## YOUR TASK
Search the entries below for the word "usize" and copy every line where it appears.

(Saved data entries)
#####

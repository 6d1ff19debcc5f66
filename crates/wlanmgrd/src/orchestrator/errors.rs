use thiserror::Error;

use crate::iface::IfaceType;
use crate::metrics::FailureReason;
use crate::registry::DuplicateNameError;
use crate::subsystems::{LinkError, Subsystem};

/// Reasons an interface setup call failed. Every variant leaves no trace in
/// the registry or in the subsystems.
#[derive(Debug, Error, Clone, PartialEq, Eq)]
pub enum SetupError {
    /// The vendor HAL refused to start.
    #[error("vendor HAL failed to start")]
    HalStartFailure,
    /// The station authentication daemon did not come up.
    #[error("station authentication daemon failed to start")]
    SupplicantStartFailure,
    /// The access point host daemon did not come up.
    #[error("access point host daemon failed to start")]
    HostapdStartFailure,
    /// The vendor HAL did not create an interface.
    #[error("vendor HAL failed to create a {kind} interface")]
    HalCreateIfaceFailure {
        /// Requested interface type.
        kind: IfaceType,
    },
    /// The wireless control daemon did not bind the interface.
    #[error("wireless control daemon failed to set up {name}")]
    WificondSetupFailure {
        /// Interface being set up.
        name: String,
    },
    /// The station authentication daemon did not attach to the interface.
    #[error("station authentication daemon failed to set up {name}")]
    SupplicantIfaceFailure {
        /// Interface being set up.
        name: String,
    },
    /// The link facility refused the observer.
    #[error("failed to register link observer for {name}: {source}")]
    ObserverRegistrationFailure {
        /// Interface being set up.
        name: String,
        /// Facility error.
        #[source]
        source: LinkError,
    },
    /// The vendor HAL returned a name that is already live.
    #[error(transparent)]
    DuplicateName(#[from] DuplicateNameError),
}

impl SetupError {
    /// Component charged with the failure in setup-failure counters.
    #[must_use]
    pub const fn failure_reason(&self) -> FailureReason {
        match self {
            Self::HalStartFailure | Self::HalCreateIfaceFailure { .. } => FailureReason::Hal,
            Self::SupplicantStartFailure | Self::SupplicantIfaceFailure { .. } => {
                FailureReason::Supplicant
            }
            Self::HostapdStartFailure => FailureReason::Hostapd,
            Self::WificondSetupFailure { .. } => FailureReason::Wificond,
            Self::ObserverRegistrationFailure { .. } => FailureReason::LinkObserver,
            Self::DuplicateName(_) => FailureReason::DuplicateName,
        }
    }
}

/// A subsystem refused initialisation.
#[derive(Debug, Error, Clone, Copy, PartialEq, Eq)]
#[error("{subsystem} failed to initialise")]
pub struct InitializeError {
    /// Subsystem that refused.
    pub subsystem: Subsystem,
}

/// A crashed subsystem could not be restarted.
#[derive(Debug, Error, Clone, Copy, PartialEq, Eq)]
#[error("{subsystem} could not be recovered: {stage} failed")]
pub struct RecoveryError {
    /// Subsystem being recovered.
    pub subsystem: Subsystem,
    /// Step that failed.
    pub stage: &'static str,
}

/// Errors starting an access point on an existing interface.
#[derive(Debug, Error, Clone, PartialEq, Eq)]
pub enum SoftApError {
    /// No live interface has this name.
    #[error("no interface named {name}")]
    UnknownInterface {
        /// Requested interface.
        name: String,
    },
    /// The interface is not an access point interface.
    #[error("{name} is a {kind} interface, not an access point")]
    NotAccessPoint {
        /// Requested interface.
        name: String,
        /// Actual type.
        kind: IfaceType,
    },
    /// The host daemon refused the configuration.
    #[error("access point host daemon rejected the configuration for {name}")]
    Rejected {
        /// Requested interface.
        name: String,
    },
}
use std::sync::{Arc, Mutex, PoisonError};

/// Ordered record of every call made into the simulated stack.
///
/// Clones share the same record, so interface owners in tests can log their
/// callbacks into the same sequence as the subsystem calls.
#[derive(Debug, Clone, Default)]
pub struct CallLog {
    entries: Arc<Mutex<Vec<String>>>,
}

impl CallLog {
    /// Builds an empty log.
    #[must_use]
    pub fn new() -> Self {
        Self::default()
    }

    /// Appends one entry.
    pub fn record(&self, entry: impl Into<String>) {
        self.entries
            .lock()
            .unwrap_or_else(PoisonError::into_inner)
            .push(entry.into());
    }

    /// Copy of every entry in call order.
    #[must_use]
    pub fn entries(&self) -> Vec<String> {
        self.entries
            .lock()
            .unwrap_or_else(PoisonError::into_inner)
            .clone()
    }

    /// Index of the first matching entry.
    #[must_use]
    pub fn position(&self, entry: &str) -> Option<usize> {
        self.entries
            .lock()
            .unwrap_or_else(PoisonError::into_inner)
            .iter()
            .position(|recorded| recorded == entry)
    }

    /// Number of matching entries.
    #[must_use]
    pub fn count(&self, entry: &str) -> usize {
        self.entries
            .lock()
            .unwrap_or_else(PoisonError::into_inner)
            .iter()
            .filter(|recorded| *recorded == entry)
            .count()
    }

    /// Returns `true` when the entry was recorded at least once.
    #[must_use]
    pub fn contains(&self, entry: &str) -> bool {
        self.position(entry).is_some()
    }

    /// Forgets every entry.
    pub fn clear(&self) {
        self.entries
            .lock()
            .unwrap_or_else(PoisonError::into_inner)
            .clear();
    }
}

#####

## COMPLETED TASK
    pub fn position(&self, entry: &str) -> Option<usize> {
    pub fn count(&self, entry: &str) -> usize {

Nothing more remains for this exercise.